*Exercise:*
Beneath this line are the data; copy exactly the part of them that opens with the line containing "filename crates/server/src/config/mod.rs" and closes with the line containing "use tower_http::cors::CorsLayer;", and only that part.

START Records supplied

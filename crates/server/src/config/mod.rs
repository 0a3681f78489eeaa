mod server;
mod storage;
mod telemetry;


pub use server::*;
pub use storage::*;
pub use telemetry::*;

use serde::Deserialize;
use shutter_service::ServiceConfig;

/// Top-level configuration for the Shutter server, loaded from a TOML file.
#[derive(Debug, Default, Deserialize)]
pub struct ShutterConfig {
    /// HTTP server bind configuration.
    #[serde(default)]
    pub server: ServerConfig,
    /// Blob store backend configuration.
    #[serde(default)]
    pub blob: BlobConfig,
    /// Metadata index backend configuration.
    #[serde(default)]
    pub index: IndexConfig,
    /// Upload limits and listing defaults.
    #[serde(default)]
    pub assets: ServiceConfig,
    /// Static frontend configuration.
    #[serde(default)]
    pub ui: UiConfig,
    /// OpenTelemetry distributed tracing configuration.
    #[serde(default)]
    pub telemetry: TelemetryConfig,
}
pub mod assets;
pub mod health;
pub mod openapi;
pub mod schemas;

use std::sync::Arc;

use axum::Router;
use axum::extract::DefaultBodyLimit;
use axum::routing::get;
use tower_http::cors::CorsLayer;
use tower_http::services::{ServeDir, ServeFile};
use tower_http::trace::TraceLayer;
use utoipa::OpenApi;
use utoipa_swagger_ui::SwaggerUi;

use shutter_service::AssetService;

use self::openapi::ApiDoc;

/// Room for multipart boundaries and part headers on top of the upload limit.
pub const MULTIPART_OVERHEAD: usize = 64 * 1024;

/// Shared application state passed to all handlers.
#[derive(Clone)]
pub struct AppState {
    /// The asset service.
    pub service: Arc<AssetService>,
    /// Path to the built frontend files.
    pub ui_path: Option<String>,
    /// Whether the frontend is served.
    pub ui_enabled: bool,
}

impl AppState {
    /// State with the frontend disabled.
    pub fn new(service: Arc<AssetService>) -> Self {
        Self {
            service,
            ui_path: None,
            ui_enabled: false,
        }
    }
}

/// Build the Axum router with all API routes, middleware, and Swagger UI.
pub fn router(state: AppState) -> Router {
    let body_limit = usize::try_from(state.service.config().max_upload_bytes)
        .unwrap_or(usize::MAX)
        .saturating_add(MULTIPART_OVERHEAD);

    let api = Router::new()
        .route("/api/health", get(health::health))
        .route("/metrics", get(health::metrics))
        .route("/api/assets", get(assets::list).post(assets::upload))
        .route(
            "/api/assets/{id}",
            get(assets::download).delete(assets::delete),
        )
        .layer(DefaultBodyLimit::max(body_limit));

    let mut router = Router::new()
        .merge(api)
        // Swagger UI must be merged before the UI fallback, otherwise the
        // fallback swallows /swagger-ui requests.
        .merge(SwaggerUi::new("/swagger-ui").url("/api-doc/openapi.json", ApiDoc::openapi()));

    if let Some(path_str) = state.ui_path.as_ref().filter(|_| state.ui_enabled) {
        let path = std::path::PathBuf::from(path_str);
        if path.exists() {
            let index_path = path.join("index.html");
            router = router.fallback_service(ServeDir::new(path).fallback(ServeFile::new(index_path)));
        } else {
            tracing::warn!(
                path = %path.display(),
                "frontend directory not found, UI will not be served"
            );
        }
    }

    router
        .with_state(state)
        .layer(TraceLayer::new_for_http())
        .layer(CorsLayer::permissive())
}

END Records supplied
START Records supplied

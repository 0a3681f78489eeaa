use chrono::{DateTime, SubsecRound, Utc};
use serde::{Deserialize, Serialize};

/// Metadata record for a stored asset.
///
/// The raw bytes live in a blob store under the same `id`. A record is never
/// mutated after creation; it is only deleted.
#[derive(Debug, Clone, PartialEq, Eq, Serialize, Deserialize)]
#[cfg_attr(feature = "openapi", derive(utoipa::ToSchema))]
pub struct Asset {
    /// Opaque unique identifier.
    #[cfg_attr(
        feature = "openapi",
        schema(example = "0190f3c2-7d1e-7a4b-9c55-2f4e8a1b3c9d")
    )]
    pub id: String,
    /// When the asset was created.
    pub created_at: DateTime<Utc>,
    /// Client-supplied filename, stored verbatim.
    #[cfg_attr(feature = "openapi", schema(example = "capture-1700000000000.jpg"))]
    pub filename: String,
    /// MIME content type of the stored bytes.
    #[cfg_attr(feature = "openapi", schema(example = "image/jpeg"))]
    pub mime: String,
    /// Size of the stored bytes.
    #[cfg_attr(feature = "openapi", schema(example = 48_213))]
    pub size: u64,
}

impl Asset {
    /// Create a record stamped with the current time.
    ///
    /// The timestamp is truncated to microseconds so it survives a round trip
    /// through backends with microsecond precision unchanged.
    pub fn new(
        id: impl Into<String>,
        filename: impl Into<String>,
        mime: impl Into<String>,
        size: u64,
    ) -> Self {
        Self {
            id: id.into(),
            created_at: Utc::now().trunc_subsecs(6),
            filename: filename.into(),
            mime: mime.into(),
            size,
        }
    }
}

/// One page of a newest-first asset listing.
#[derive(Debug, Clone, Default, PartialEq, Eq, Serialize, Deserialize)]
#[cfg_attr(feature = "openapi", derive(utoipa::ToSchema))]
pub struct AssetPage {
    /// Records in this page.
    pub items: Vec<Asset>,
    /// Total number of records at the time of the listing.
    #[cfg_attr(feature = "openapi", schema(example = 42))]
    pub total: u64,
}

END Records supplied

*Result below:*
filename crates/server/src/config/mod.rs
repository 0a3681f78489eeaa
mod server;
mod storage;
mod telemetry;


pub use server::*;
pub use storage::*;
pub use telemetry::*;

use serde::Deserialize;
use shutter_service::ServiceConfig;

/// Top-level configuration for the Shutter server, loaded from a TOML file.
#[derive(Debug, Default, Deserialize)]
pub struct ShutterConfig {
    /// HTTP server bind configuration.
    #[serde(default)]
    pub server: ServerConfig,
    /// Blob store backend configuration.
    #[serde(default)]
    pub blob: BlobConfig,
    /// Metadata index backend configuration.
    #[serde(default)]
    pub index: IndexConfig,
    /// Upload limits and listing defaults.
    #[serde(default)]
    pub assets: ServiceConfig,
    /// Static frontend configuration.
    #[serde(default)]
    pub ui: UiConfig,
    /// OpenTelemetry distributed tracing configuration.
    #[serde(default)]
    pub telemetry: TelemetryConfig,
}
pub mod assets;
pub mod health;
pub mod openapi;
pub mod schemas;

use std::sync::Arc;

use axum::Router;
use axum::extract::DefaultBodyLimit;
use axum::routing::get;
use tower_http::cors::CorsLayer;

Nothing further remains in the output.